Well, after an almost three month absence from posting my thoughts on actors, I decided I should get back to posting on this blog. Unfortunately I haven't had time to do any more work on my Ihnat tribute site ( ... I have several more videos of is work and if I ever get time to do screencaps I will, but "the real world" has been intruding for several months, and it doesn't look as if it's going to stop intruding anytime soon, and so I just don't have the time or the energy.

Anyway, had an email chat yesterday with someone - an actor - who had known Ihnat slightly.

It's been over 30 years since Steve Ihnat died, and so of course memories of him are rather dim (except in those who actually knew him very well, like his wife Sally Ihnat-Marshall or Gary Clarke, of course).

I've talked/emailed with a couple of other people who knew him only casually, and they all state categorically that he was "a nice guy." When I press them for specifics, they can never remember any (well, it's been thirty years), but they just have that general impression. Such it was with this guy yesterday.

I'm assuming that if Ihnat never said "Hi," always ignored others and wanted concessions made for him by directors, other actores, etc., i.e. "had a big head," etc., they would have been left with the impression that he was a jerk.

So he must always have been pleasant, easy-going guy whom it was nice to be around!

So obviously it's just an inference on my part, to try to deduce what the "real" Steve Ihnat was like, but it's nice to think that he was, in real life, "a nice guy."

Friday, March 19, 2010

Was Jason Alexander channeling William Shatner on Criminal Minds?

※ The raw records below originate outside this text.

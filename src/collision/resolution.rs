//! Per-axis collision resolution for a moving body.
//!
//! A body's box is moved by its velocity into a tentative box, which is then
//! checked against every other registered body in four passes: right, up,
//! left, down. Each pass only clamps the edges of its own direction, so a
//! body can be stopped on more than one side in the same tick. The fixed
//! order makes diagonal corner hits resolve asymmetrically.

use log::trace;

use super::Aabb;
use crate::common::PhysicsConfig;
use crate::integration::forces::apply_vector_force;
use crate::math::{Vec2, Vector};
use crate::objects::Body;
use crate::world::{BodyHandle, ObjectStack};

#[derive(Debug, Clone, Copy, PartialEq, Eq, Hash)]
pub enum Direction {
    Right,
    Up,
    Left,
    Down,
}

impl Direction {
    /// The order the passes run in.
    pub const PASS_ORDER: [Direction; 4] = [Direction::Right, Direction::Up, Direction::Left, Direction::Down];

    /// Whether `obstacle` can be hit at all when moving this way from
    /// `current`. Bodies entirely behind the moving edge are skipped.
    fn reaches(self, current: &Aabb, obstacle: &Aabb) -> bool {
        match self {
            Direction::Right => obstacle.right() > current.left(),
            Direction::Up => obstacle.top() < current.bottom(),
            Direction::Left => obstacle.left() < current.right(),
            Direction::Down => obstacle.bottom() > current.top(),
        }
    }

    /// The tentative leading edge crosses the obstacle's facing edge while
    /// the current box overlaps it on the other axis.
    fn hits(self, current: &Aabb, tentative: &Aabb, obstacle: &Aabb) -> bool {
        match self {
            Direction::Right => tentative.right() > obstacle.left() && current.overlaps_vertically(obstacle),
            Direction::Up => tentative.top() < obstacle.bottom() && current.overlaps_horizontally(obstacle),
            Direction::Left => tentative.left() < obstacle.right() && current.overlaps_vertically(obstacle),
            Direction::Down => tentative.bottom() > obstacle.top() && current.overlaps_horizontally(obstacle),
        }
    }

    /// Puts the tentative box flush against the obstacle, keeping its size.
    fn clamp(self, tentative: &mut Aabb, obstacle: &Aabb, size: Vec2) {
        match self {
            Direction::Right => {
                tentative.min.x = obstacle.left() - size.x;
                tentative.max.x = tentative.min.x + size.x;
            }
            Direction::Up => {
                tentative.min.y = obstacle.bottom();
                tentative.max.y = obstacle.bottom() + size.y;
            }
            Direction::Left => {
                tentative.min.x = obstacle.right();
                tentative.max.x = tentative.min.x + size.x;
            }
            Direction::Down => {
                tentative.min.y = obstacle.top() - size.y;
                tentative.max.y = obstacle.top();
            }
        }
    }

    fn is_moving_towards(self, velocity: Vec2) -> bool {
        match self {
            Direction::Right => velocity.x > 0.0,
            Direction::Up => velocity.y < 0.0,
            Direction::Left => velocity.x < 0.0,
            Direction::Down => velocity.y > 0.0,
        }
    }

    /// Angles (degrees, as stored) of the forces that push into an
    /// obstacle on this side.
    fn pushes(self, angle: f64) -> bool {
        match self {
            Direction::Right => 0.0 < angle && angle < 180.0,
            Direction::Up => (270.0 < angle && angle <= 360.0) || (0.0 <= angle && angle < 90.0),
            Direction::Left => 180.0 < angle && angle < 360.0,
            Direction::Down => 180.0 < angle && angle < 270.0,
        }
    }

    /// Reverses the velocity component along this direction, keeping
    /// `bounciness` of it.
    fn bounce(self, velocity: &mut Vec2, bounciness: f64) {
        match self {
            Direction::Right | Direction::Left => velocity.x -= velocity.x * (1.0 + bounciness),
            Direction::Up | Direction::Down => velocity.y -= velocity.y * (1.0 + bounciness),
        }
    }
}

/// The body touched on each side during the last motion step.
#[derive(Debug, Clone, Copy, Default, PartialEq, Eq)]
pub struct Contacts {
    pub right: Option<BodyHandle>,
    pub up: Option<BodyHandle>,
    pub left: Option<BodyHandle>,
    pub down: Option<BodyHandle>,
}

impl Contacts {
    pub fn get(&self, direction: Direction) -> Option<BodyHandle> {
        match direction {
            Direction::Right => self.right,
            Direction::Up => self.up,
            Direction::Left => self.left,
            Direction::Down => self.down,
        }
    }

    fn set(&mut self, direction: Direction, handle: BodyHandle) {
        let slot = match direction {
            Direction::Right => &mut self.right,
            Direction::Up => &mut self.up,
            Direction::Left => &mut self.left,
            Direction::Down => &mut self.down,
        };
        *slot = Some(handle);
    }

    pub fn is_empty(&self) -> bool {
        Direction::PASS_ORDER.iter().all(|&d| self.get(d).is_none())
    }
}

fn sum_where(forces: &[Vector], mut keep: impl FnMut(f64) -> bool) -> Vector {
    forces.iter().copied().filter(|f| keep(f.angle())).sum()
}

/// Friction against the surface the body lands on, applied to the body
/// itself against its horizontal motion. A body with no horizontal motion
/// gets none.
fn apply_friction(body: &mut Body, surface: &Body, config: &PhysicsConfig) {
    let heading = if body.velocity.x > 0.0 {
        180.0
    } else if body.velocity.x < 0.0 {
        0.0
    } else {
        return;
    };
    let normal = sum_where(body.accumulated_forces(), |angle| 90.0 < angle && angle < 270.0);
    let magnitude = body.material.friction() * surface.material.friction() * normal.to_projections().1;
    // A normal pointing away from the surface presses nothing.
    if let Ok(friction) = Vector::new(magnitude, heading) {
        apply_vector_force(body, friction, config);
    }
}

/// Runs the four passes and returns the final box and the contacts found.
/// The body's velocity is updated in place; its box is left untouched.
pub(crate) fn resolve(body: &mut Body, others: &mut ObjectStack, config: &PhysicsConfig) -> (Aabb, Contacts) {
    let current = body.aabb();
    let size = body.size();
    let mut tentative = current.translated(body.velocity);
    let mut contacts = Contacts::default();

    for direction in Direction::PASS_ORDER {
        for (handle, other) in others.iter_mut() {
            let obstacle = other.aabb();
            if !direction.reaches(&current, &obstacle) || !direction.hits(&current, &tentative, &obstacle) {
                continue;
            }

            direction.clamp(&mut tentative, &obstacle, size);
            contacts.set(direction, handle);
            trace!("collision {direction:?} with {handle:?}");

            if !direction.is_moving_towards(body.velocity) {
                continue;
            }
            if direction == Direction::Down {
                apply_friction(body, other, config);
            }
            if !other.do_not_push {
                let push = sum_where(body.accumulated_forces(), |angle| direction.pushes(angle));
                apply_vector_force(other, push, config);
            }
            direction.bounce(&mut body.velocity, body.material.bounciness());
        }
    }

    (tentative, contacts)
}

I've just discovered a TV show called Criminal Minds, and have been watching it for the last few days (It's shown on several channels throoughout the day, if you get Satellite). I don't really care for it, I'm just watching it because I've seen every NCIS and Law and Order ep out there, and so wanted to watch something new while I did my writing work....

Anyway, so I'm watching Criminal Minds and it's an episode called "Masterpiece" from 2008 and it guest-stars Jason Alexander (George Costanza from Seinfeld) as the serial-killing villain, Professor Rothschild. He's still short and stout, but he's got a magnificent mane of white hair, in the Charlton Heston as Moses wig, and he speaks in a very low, calm voice. ANd frankly, he does an excellent job. Very impressive.

But in the denoument scene, I couldn't help being reminded of Star Trek, and in particular "Whom Gods Destroy". Perhaps my perception was influenced by the fact that, although I haven't really bothered to seek out Alexander in anything else he's been in except Seinfeld, I do know that he is a fan of William Shatner's and can do imitations of him, and there was one Seinfeld episode where they're talking about The Wrath of Kahn, and Costanza actually raises his face to the heavens and shouts out Kahn! as Kirk did in that movie.

So I'm watching Alexander in the big denoument scene, with his gestures and his emphasis on words, and it did seem to me that he was doing an extremely toned down version of a Shatner as Kirk impersonation.

What he was also doing was walking around and around a stationary David Rossi (Joe Mantegna), and that reminded me of the scene from Star Trek's "Whom Gods Destroy" in which Kirk is circling Garth, trying to talk some sanity into Steve Ihnat's insane starfleet captain.

So that was kind of fun.

And the Criminal Minds team saves the five kidnapped people at the end, so it had a happy ending in that regard as well...

So all in all, not a show I'll be watching much, but I might check out Jason Alexander in other dramatic roles - should he be doing any! - just to see if this channeling of Kirk is a habit...or perhaps just my imagination.

Thursday, March 18, 2010

Fess Parker in Daniel Boone episode: The Perilous Journey

I had wanted to upload Fess Parker's brief - but hilarious - cameo in Them! in which he plays a pilot who saw a giant ant flying in the sky. No one believes him so they put him in an insane asylum, where FBI agent James Arness comes to interview him.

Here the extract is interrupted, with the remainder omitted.